How two key post World War I principles are still relevant today
As we commemorate 100 years on from Versailles and the end of World War I, what has happened to the self-determination of peoples and the inadmissibility of acquisitions of territory by war? The propagation of security through insecurity for most people in this region is a direct correlation to the flouting of the two principals I have just mentioned.
I recall a phone call in 1982 (when Jordan was the 15th member of the extended Security Council) between British Prime Minister Margaret Thatcher and my late brother, King Hussein, when I heard her speak of the non-acquisition of territory by war and the self-determination of peoples. I asked her, “Prime Minister ‘why do the sheep bells of the Falklands ring louder than the church bells of Jerusalem?’” She replied, “You know how it is.”
I had used this quotation from a Lebanese friend who, like the peoples of the Levant (Jordan, Palestinian, Iraq, Syria and Lebanon) cannot accept that stability for all is at the expense of instability for most peoples of the region. Those who are genuinely bleeding as the result of the flouting of these two principles are not members of the Security Council, permanent or enlarged, but the peoples of this region itself. Every calculated (political) action of the Security Council members brings about the equally calculated degradation of all human beings, whether refugees or nationals, as well as the moral contamination of those who stand for good governance and the support of the vulnerable. In the words of Woodrow Wilson, “self-determination is not a mere phrase; it is an imperative principle of action.”
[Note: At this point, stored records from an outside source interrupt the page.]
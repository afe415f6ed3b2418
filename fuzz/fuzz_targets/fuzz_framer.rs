#![no_main]

use bytes::BytesMut;
use libfuzzer_sys::fuzz_target;
use takstream::{CotCodec, CotEvent, Framer};
use tokio_util::codec::Decoder;

fuzz_target!(|data: &[u8]| {
    // Text framer: never panics and never grows the input
    if let Ok(text) = std::str::from_utf8(data) {
        let (messages, rest) = Framer::default().extract(text);
        for message in &messages {
            assert!(message.len() <= text.len());
            let _ = CotEvent::parse(message);
        }
        assert!(rest.len() <= text.len());
    }

    // Byte codec: must never panic or loop on arbitrary input
    let mut codec = CotCodec::default();
    let mut buf = BytesMut::from(data);
    while let Ok(Some(_)) = codec.decode(&mut buf) {}
    let _ = codec.decode_eof(&mut buf);
});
Many of us of my age have lived through at least one war every decade. We cannot now sit by and watch hatred and cruelty ratcheting up again; fomenting the current trend towards retrenchment, polarization and chauvinistic nationalism until it explodes in another devastating confrontation of peoples. In the words of one bystander, “Enough is enough. Either we live on our own or we stop the aggression.”
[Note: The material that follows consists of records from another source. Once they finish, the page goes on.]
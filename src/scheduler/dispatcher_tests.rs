use super::*;
use crate::protocol::ChatCompletionRequest;
use crate::scheduler::decision::DecisionOutcome;

fn request(model: &str, memory: u64) -> InferenceRequest {
    InferenceRequest::new(
        "owner",
        ChatCompletionRequest { model: model.into(), ..Default::default() },
        memory,
    )
}

fn dispatcher() -> Dispatcher {
    Dispatcher::new(DispatcherConfig { pull_wait: Duration::ZERO, ..Default::default() })
}

fn submit(d: &Dispatcher, req: InferenceRequest) -> Submission {
    d.submit(req).unwrap()
}

#[test]
fn places_on_runner_with_capacity() {
    let d = dispatcher();
    d.update_runner(RunnerReport::new("r1", 100));
    let sub = submit(&d, request("llama3", 10));
    assert_eq!(sub.placement, Placement::Runner("r1".into()));
    assert_eq!(d.status(sub.request_id), Some(RequestStatus::Assigned));
    assert_eq!(d.active_slots("r1"), Some(1));
    assert_eq!(d.assigned_runner(sub.request_id).as_deref(), Some("r1"));
}

#[test]
fn queues_when_no_runner_fits() {
    let d = dispatcher();
    d.update_runner(RunnerReport::new("r1", 10));
    let first = submit(&d, request("m", 10));
    let second = submit(&d, request("m", 10));
    let third = submit(&d, request("m", 10));
    assert_eq!(first.placement, Placement::Runner("r1".into()));
    assert_eq!(second.placement, Placement::Queued { position: 0 });
    assert_eq!(third.placement, Placement::Queued { position: 1 });
    assert_eq!(d.queue_len(), 2);
}

#[test]
fn completion_places_queued_requests_in_fifo_order() {
    let d = dispatcher();
    d.update_runner(RunnerReport::new("r1", 10));
    let first = submit(&d, request("m", 10));
    let second = submit(&d, request("m", 10));
    let third = submit(&d, request("m", 10));

    d.complete(first.request_id).unwrap();
    assert_eq!(d.status(first.request_id), None);
    assert_eq!(d.status(second.request_id), Some(RequestStatus::Assigned));
    assert_eq!(d.status(third.request_id), Some(RequestStatus::Queued));
    assert_eq!(d.active_slots("r1"), Some(1));
}

#[test]
fn queued_head_blocks_smaller_requests_behind_it() {
    let d = dispatcher();
    d.update_runner(RunnerReport::new("r1", 100));
    let held = submit(&d, request("m", 50));
    let big = submit(&d, request("m", 80));
    assert_eq!(big.placement, Placement::Queued { position: 0 });
    // Would fit on its own, but the head of the queue has claimed r1.
    let small = submit(&d, request("m", 10));
    assert_eq!(small.placement, Placement::Queued { position: 1 });

    d.complete(held.request_id).unwrap();
    assert_eq!(d.status(big.request_id), Some(RequestStatus::Assigned));
    assert_eq!(d.status(small.request_id), Some(RequestStatus::Assigned));
    assert_eq!(d.queue_len(), 0);
}

#[test]
fn oversized_head_does_not_block_requests_that_fit() {
    let d = dispatcher();
    d.update_runner(RunnerReport::new("r1", 10));
    let huge = submit(&d, request("m", 100));
    assert_eq!(huge.placement, Placement::Queued { position: 0 });

    let small = submit(&d, request("m", 1));
    assert_eq!(small.placement, Placement::Runner("r1".into()));
    assert_eq!(d.status(huge.request_id), Some(RequestStatus::Queued));

    // A runner large enough for the head picks it up when it registers.
    d.update_runner(RunnerReport::new("r2", 100));
    assert_eq!(d.assigned_runner(huge.request_id).as_deref(), Some("r2"));
}

#[test]
fn full_queue_rejects_with_backpressure() {
    let d = Dispatcher::new(DispatcherConfig {
        queue: PendingQueueConfig { capacity: 2 },
        ..Default::default()
    });
    submit(&d, request("m", 1));
    submit(&d, request("m", 1));
    let err = d.submit(request("m", 1)).unwrap_err();
    assert!(matches!(err, DispatchError::QueueFull { capacity: 2 }));
    assert!(err.is_retriable());
    assert_eq!(d.queue_len(), 2);

    let outcomes: Vec<_> = d.decisions().into_iter().map(|d| d.outcome).collect();
    assert_eq!(outcomes.last(), Some(&DecisionOutcome::Rejected));
}

#[test]
fn duplicate_request_id_is_invalid() {
    let d = dispatcher();
    let req = request("m", 1);
    submit(&d, req.clone());
    assert!(matches!(d.submit(req), Err(DispatchError::InvalidRequest(_))));
}

#[test]
fn runner_report_drains_queue() {
    let d = dispatcher();
    let sub = submit(&d, request("m", 10));
    assert_eq!(d.status(sub.request_id), Some(RequestStatus::Queued));
    d.update_runner(RunnerReport::new("r1", 10));
    assert_eq!(d.status(sub.request_id), Some(RequestStatus::Assigned));
}

#[tokio::test]
async fn pull_hands_out_each_request_once() {
    let d = dispatcher();
    d.update_runner(RunnerReport::new("r1", 100));
    let sub = submit(&d, request("m", 10));

    let pulled = d.pull_next("r1", &RequestFilter::any()).await.unwrap();
    assert_eq!(pulled.map(|r| r.id), Some(sub.request_id));
    assert_eq!(d.status(sub.request_id), Some(RequestStatus::Dispatched));
    assert!(d.pull_next("r1", &RequestFilter::any()).await.unwrap().is_none());
}

#[tokio::test]
async fn pull_from_unknown_runner_fails() {
    let d = dispatcher();
    let err = d.pull_next("ghost", &RequestFilter::any()).await.unwrap_err();
    assert!(matches!(err, DispatchError::UnknownRunner(id) if id == "ghost"));
}

#[tokio::test]
async fn pull_filter_skips_non_matching_work() {
    let d = dispatcher();
    d.update_runner(RunnerReport::new("r1", 100));
    let llama = submit(&d, request("llama3:8b", 10));
    let phi = submit(&d, request("phi3:mini", 10));

    let pulled = d.pull_next("r1", &RequestFilter::family("phi3")).await.unwrap();
    assert_eq!(pulled.map(|r| r.id), Some(phi.request_id));
    assert_eq!(d.status(llama.request_id), Some(RequestStatus::Assigned));

    let pulled = d.pull_next("r1", &RequestFilter::any()).await.unwrap();
    assert_eq!(pulled.map(|r| r.id), Some(llama.request_id));
}

#[tokio::test]
async fn long_poll_wakes_on_placement() {
    let d = Arc::new(dispatcher());
    d.update_runner(RunnerReport::new("r1", 100));

    let puller = {
        let d = Arc::clone(&d);
        tokio::spawn(async move {
            d.pull_next_within("r1", &RequestFilter::any(), Duration::from_secs(5)).await
        })
    };
    tokio::time::sleep(Duration::from_millis(20)).await;
    let sub = submit(&d, request("m", 10));

    let pulled = tokio::time::timeout(Duration::from_secs(2), puller).await.unwrap().unwrap().unwrap();
    assert_eq!(pulled.map(|r| r.id), Some(sub.request_id));
}

#[test]
fn evicted_runner_fails_its_requests() {
    let d = dispatcher();
    let t0 = Instant::now();
    d.update_runner_at(RunnerReport::new("r1", 100), t0);
    let mut sub = submit(&d, request("m", 10));

    let report = d.sweep_at(t0 + Duration::from_secs(31));
    assert_eq!(report.evicted_runners, vec!["r1".to_string()]);
    assert_eq!(report.failed_requests, 1);
    assert_eq!(d.runner_count(), 0);
    assert_eq!(d.status(sub.request_id), None);
    assert!(matches!(
        sub.failure.try_take(),
        Some(DispatchError::RunnerLost { runner_id }) if runner_id == "r1"
    ));
}

#[test]
fn expired_slot_fails_with_timeout() {
    let d = Dispatcher::new(DispatcherConfig {
        slot_ttl: Duration::from_secs(1),
        ..Default::default()
    });
    let t0 = Instant::now();
    d.update_runner_at(RunnerReport::new("r1", 10), t0);
    let mut held = submit(&d, request("m", 10));
    let waiting = submit(&d, request("m", 10));

    let report = d.sweep_at(t0 + Duration::from_secs(2));
    assert_eq!(report.expired_slots, 1);
    assert_eq!(report.placed_from_queue, 1);
    assert!(matches!(held.failure.try_take(), Some(DispatchError::Timeout(_))));
    assert_eq!(d.status(waiting.request_id), Some(RequestStatus::Assigned));
}

#[tokio::test]
async fn abandon_releases_unpulled_work_only() {
    let d = dispatcher();
    d.update_runner(RunnerReport::new("r1", 100));
    let pulled = submit(&d, request("m", 10));
    let unpulled = submit(&d, request("m", 10));
    // Pull takes the oldest assigned request first.
    d.pull_next("r1", &RequestFilter::any()).await.unwrap();
    assert_eq!(d.status(pulled.request_id), Some(RequestStatus::Dispatched));
    assert_eq!(d.status(unpulled.request_id), Some(RequestStatus::Assigned));

    d.abandon(unpulled.request_id);
    assert_eq!(d.status(unpulled.request_id), None);
    assert_eq!(d.active_slots("r1"), Some(1));

    d.abandon(pulled.request_id);
    assert_eq!(d.status(pulled.request_id), Some(RequestStatus::Dispatched));
    assert_eq!(d.active_slots("r1"), Some(1));
    d.complete(pulled.request_id).unwrap();
    assert_eq!(d.active_slots("r1"), Some(0));
}

#[tokio::test]
async fn runner_finish_releases_abandoned_slot() {
    let d = dispatcher();
    d.update_runner(RunnerReport::new("r1", 10));
    let held = submit(&d, request("m", 10));
    let waiting = submit(&d, request("m", 10));
    d.pull_next("r1", &RequestFilter::any()).await.unwrap();
    d.abandon(held.request_id);
    assert_eq!(d.active_slots("r1"), Some(1));

    d.runner_finished("r1", held.request_id, RequestStatus::Completed).unwrap();
    assert_eq!(d.status(held.request_id), None);
    assert_eq!(d.status(waiting.request_id), Some(RequestStatus::Assigned));
    assert!(matches!(
        d.runner_finished("r1", held.request_id, RequestStatus::Completed),
        Err(DispatchError::UnknownRequest(_))
    ));
}

#[test]
fn runner_finish_requires_lease_and_terminal_status() {
    let d = dispatcher();
    d.update_runner(RunnerReport::new("r1", 10));
    d.update_runner(RunnerReport::new("r2", 10));
    let sub = submit(&d, request("m", 10));
    let holder = d.assigned_runner(sub.request_id).unwrap();
    let other = if holder == "r1" { "r2" } else { "r1" };

    assert!(matches!(
        d.runner_finished(other, sub.request_id, RequestStatus::Completed),
        Err(DispatchError::UnknownRequest(_))
    ));
    assert!(matches!(
        d.runner_finished(&holder, sub.request_id, RequestStatus::Dispatched),
        Err(DispatchError::InvalidRequest(_))
    ));
    assert_eq!(d.status(sub.request_id), Some(RequestStatus::Assigned));
    d.runner_finished(&holder, sub.request_id, RequestStatus::Failed).unwrap();
    assert_eq!(d.active_slots(&holder), Some(0));
}

#[test]
fn abandon_removes_queued_request() {
    let d = dispatcher();
    let sub = submit(&d, request("m", 10));
    d.abandon(sub.request_id);
    assert_eq!(d.queue_len(), 0);
    assert!(matches!(d.complete(sub.request_id), Err(DispatchError::UnknownRequest(_))));
}

#[test]
fn dropped_guard_abandons_request() {
    let d = Arc::new(dispatcher());
    d.update_runner(RunnerReport::new("r1", 100));
    let sub = submit(&d, request("m", 10));
    {
        let _guard = d.guard(sub.request_id);
    }
    assert_eq!(d.status(sub.request_id), None);
    assert_eq!(d.active_slots("r1"), Some(0));

    let sub = submit(&d, request("m", 10));
    let mut guard = d.guard(sub.request_id);
    guard.complete();
    drop(guard);
    assert_eq!(d.active_slots("r1"), Some(0));
}

#[test]
fn snapshot_reports_runners_and_queue() {
    let d = dispatcher();
    d.update_runner(RunnerReport::new("r1", 10).with_model("m", 0));
    submit(&d, request("m", 10));
    submit(&d, request("m", 10));

    let snap = d.snapshot();
    assert_eq!(snap.strategy, "max_spread");
    assert_eq!(snap.runners.len(), 1);
    assert_eq!(snap.runners[0].allocated_memory, 10);
    assert_eq!(snap.runners[0].models, vec!["m".to_string()]);
    assert_eq!(snap.queue_depth, 1);
    assert_eq!(snap.in_flight, 1);
    assert_eq!(snap.decisions.len(), 2);
    assert!(serde_json::to_string(&snap).is_ok());
}

#[test]
fn failure_watch_stays_pending_after_normal_completion() {
    let d = dispatcher();
    d.update_runner(RunnerReport::new("r1", 100));
    let mut sub = submit(&d, request("m", 10));
    d.complete(sub.request_id).unwrap();

    let mut wait = tokio_test::task::spawn(sub.failure.wait());
    tokio_test::assert_pending!(wait.poll());
}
I repeat what I first said in 1981: “we all have the right to expect to see our country’s statehood respected, to be free of armed threats and to exist in peace with our neighbors, but such rights confer no valid claim to occupy and change the character of a territory.”
Winding down the clock over the century since the Armistice church bells first rang out, it is easy to think that that there is no light at the end of the tunnel. Yet we cannot give up hope, not least for the sake of the voiceless now and for the generations to come. Doing so denies us the possibility of creatively analyzing the unanalysable – the end of the application of the principle of non-acquisition of territory by war and the principle of self-determination of peoples. To speak of the significance of democratic security of all peoples suggests that those of us who are independent thinkers – or so we would like to describe ourselves – should be the one to turn on the light within the tunnel itself. We must now collectively look to a “Track 1½” approach – that is, neither solely governmental nor purely civic-led diplomacy. Only then can we begin to develop sight and insight of how to extricate the Levant from this juggernaut of evil: evil is as evil does.
Prince El Hassan Bin Talal is chairman of the Arab Thought Forum and chairman of the WANA Institute.